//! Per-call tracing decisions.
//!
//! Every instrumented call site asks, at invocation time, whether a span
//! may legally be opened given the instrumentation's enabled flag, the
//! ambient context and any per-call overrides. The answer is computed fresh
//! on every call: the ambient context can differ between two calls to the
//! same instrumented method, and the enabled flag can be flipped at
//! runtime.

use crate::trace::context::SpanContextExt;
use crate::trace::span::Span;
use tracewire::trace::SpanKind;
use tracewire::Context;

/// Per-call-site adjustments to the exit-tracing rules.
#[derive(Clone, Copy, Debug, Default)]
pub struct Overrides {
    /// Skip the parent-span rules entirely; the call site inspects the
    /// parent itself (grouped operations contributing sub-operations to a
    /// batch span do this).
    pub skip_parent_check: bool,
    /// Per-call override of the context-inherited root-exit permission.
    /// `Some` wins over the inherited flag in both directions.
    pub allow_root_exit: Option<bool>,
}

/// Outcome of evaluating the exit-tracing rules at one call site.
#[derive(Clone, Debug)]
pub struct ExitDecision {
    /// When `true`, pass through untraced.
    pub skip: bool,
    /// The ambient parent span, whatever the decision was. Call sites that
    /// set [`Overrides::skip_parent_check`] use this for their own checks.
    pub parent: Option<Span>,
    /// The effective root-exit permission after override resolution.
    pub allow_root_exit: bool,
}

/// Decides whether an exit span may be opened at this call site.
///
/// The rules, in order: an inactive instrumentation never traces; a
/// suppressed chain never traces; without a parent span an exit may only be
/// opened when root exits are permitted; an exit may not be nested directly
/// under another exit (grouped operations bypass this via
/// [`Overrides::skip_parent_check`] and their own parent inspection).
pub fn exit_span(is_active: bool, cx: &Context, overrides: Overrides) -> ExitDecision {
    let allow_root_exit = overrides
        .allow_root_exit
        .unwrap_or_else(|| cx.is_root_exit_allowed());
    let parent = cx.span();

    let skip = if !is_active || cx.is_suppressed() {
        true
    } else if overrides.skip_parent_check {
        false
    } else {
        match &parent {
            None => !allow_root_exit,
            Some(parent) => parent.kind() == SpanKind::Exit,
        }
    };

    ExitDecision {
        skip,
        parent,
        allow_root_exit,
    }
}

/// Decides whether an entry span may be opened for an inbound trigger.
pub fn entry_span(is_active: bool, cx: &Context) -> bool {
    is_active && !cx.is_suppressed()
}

----

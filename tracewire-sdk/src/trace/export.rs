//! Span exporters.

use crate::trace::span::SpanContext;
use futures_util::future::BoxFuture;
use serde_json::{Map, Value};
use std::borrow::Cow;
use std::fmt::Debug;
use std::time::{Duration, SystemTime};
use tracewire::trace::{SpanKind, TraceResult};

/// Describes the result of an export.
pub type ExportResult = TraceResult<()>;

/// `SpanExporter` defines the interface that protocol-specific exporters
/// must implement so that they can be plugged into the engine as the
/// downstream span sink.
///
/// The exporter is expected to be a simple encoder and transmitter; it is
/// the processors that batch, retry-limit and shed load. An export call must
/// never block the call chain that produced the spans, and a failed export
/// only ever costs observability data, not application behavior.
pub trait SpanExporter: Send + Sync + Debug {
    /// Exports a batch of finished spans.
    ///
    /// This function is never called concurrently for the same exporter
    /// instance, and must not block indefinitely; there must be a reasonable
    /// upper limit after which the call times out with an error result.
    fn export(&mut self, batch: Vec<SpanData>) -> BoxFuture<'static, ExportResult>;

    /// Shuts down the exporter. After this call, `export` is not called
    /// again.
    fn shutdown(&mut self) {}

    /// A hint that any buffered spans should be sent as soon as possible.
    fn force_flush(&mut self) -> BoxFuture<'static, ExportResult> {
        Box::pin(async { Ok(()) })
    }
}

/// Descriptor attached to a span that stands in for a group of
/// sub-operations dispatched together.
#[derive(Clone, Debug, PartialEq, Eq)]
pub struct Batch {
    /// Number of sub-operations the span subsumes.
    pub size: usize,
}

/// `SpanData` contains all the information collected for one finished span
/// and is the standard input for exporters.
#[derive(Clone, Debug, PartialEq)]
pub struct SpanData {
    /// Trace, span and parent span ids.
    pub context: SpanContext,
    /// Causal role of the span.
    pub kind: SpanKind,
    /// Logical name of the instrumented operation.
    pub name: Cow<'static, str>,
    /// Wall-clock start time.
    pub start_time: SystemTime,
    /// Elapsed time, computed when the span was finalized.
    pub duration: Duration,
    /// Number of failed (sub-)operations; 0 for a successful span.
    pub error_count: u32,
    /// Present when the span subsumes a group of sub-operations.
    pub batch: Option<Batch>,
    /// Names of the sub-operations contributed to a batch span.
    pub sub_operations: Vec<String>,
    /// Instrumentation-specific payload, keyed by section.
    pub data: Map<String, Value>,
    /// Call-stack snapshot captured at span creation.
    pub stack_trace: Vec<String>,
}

----

→ **Work instructions**
Could you restate word for word the lines above from the one containing "#[derive(Clone, Copy, Debug, Default)]" through the one containing "span do this).", both included, and nothing else?

→ **Answer to this task**
#[derive(Clone, Copy, Debug, Default)]
pub struct Overrides {
    /// Skip the parent-span rules entirely; the call site inspects the
    /// parent itself (grouped operations contributing sub-operations to a
    /// batch span do this).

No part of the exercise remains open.